As part of that ongoing effort, Cope recommends six tried-and-true methods to nurture your emotional connect and have a successful marriage:

1. Set aside quality time together

Whether it’s weekly date nights or monthly getaways for a long weekend, it’s important for couples to invest in regularly scheduled time together that’s just for the two of them.

“During different seasons of life, such as parenting, going to school, etc., and during different financial situations, such as young married couples versus more established couples, the ways you spend quality time together may look different; however, it’s important you put something on your calendar regularly,” says Cope.

2. Express love and appreciation

“Whether it’s verbal affirmation or physical expressions of love, it’s important to take the time to express your affection, desire, care, and appreciation for your partner,” says Cope. “Let them know every day and every week how much they matter to you.”

3. Prioritize emotional and physical intimacy

While physical intimacy is important, it’s crucial that couples realize there are other meaningful ways of being intimate with each other as well.

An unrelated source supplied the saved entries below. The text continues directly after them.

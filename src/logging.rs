use crate::config::{ProjectDirsExt, LAUNCHER_DIRECTORY};
use crate::error::{AppError, Result};
use log::LevelFilter;
use log4rs::append::console::{ConsoleAppender, Target};
use log4rs::append::rolling_file::policy::compound::roll::fixed_window::FixedWindowRoller;
use log4rs::append::rolling_file::policy::compound::trigger::size::SizeTrigger;
use log4rs::append::rolling_file::policy::compound::CompoundPolicy;
use log4rs::append::rolling_file::RollingFileAppender;
use log4rs::config::{Appender, Config, Root};
use log4rs::encode::pattern::PatternEncoder;
use std::path::{Path, PathBuf};
use tokio::fs;

pub use log4rs::Handle;

const LOG_DIR_NAME: &str = "logs";
const LOG_FILE_NAME: &str = "launcher.log";
const LOG_PATTERN: &str = "{d(%Y-%m-%d %H:%M:%S%.3f)} | {({l}):5.5} | {M} | {m}{n}";
const CONSOLE_LOG_PATTERN: &str = "{d(%H:%M:%S)} | {h({l}):5.5} | {m}{n}";
const LOG_FILE_SIZE_LIMIT_MB: u64 = 10;
const LOG_FILE_BACKUP_COUNT: u32 = 5;
/// Level used until the launcher config is loaded.
const STARTUP_LEVEL: LevelFilter = LevelFilter::Debug;

pub fn log_dir() -> PathBuf {
    LAUNCHER_DIRECTORY.root_dir().join(LOG_DIR_NAME)
}

/// Rolling `launcher.log` in `log_dir` plus stdout, both at `level`.
pub fn build_config(log_dir: &Path, level: LevelFilter) -> Result<Config> {
    let size_trigger = SizeTrigger::new(LOG_FILE_SIZE_LIMIT_MB * 1024 * 1024);
    let roller_pattern = log_dir.join(format!("{}.{{}}", LOG_FILE_NAME));
    let roller_pattern = roller_pattern.to_str().ok_or_else(|| {
        AppError::Config(format!(
            "log directory {} is not valid UTF-8",
            log_dir.display()
        ))
    })?;
    let roller = FixedWindowRoller::builder()
        .base(1)
        .build(roller_pattern, LOG_FILE_BACKUP_COUNT)
        .map_err(|e| AppError::Config(format!("log roller: {}", e)))?;
    let compound_policy = CompoundPolicy::new(Box::new(size_trigger), Box::new(roller));

    let file_appender = RollingFileAppender::builder()
        .encoder(Box::new(PatternEncoder::new(LOG_PATTERN)))
        .build(log_dir.join(LOG_FILE_NAME), Box::new(compound_policy))?;

    let console_appender = ConsoleAppender::builder()
        .encoder(Box::new(PatternEncoder::new(CONSOLE_LOG_PATTERN)))
        .target(Target::Stdout)
        .build();

    Config::builder()
        .appender(Appender::builder().build("file", Box::new(file_appender)))
        .appender(Appender::builder().build("stdout", Box::new(console_appender)))
        .build(
            Root::builder()
                .appender("file")
                .appender("stdout")
                .build(level),
        )
        .map_err(|e| AppError::Config(format!("logging config: {}", e)))
}

/// Starts logging at the startup level. The returned handle lets
/// [`set_log_level`] switch to the configured level once it is known.
pub async fn setup_logging() -> Result<Handle> {
    let log_dir = log_dir();

    if !log_dir.exists() {
        fs::create_dir_all(&log_dir).await?;
        // log4rs is not up yet
        eprintln!(
            "[Logging Setup] Created log directory: {}",
            log_dir.display()
        );
    }

    let handle = log4rs::init_config(build_config(&log_dir, STARTUP_LEVEL)?)
        .map_err(|e| AppError::Config(format!("logger already set: {}", e)))?;

    log::info!("Logging initialized. Log directory: {}", log_dir.display());

    Ok(handle)
}

pub fn set_log_level(handle: &Handle, level: LevelFilter) -> Result<()> {
    if level == STARTUP_LEVEL {
        return Ok(());
    }
    handle.set_config(build_config(&log_dir(), level)?);
    log::info!("Log level set to {}", level);
    Ok(())
}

“It’s easy to let the busyness of work, raising a family, and taking care of all the little details of life take precedence over tending to the intimacy of your relationship,” explains Cope. “However, it’s important that even if you’re in a season of life where physical intimacy isn’t possible, such as illness, pregnancy, postpartum, or depression, that the couple is still fostering emotional intimacy by sharing feelings, stating desires and being deeply known by your partner.”

If physical intimacy becomes a struggle due to health challenges or emotional struggles, you and your partner may benefit from speaking with a sex therapist, sex educator or medical doctor.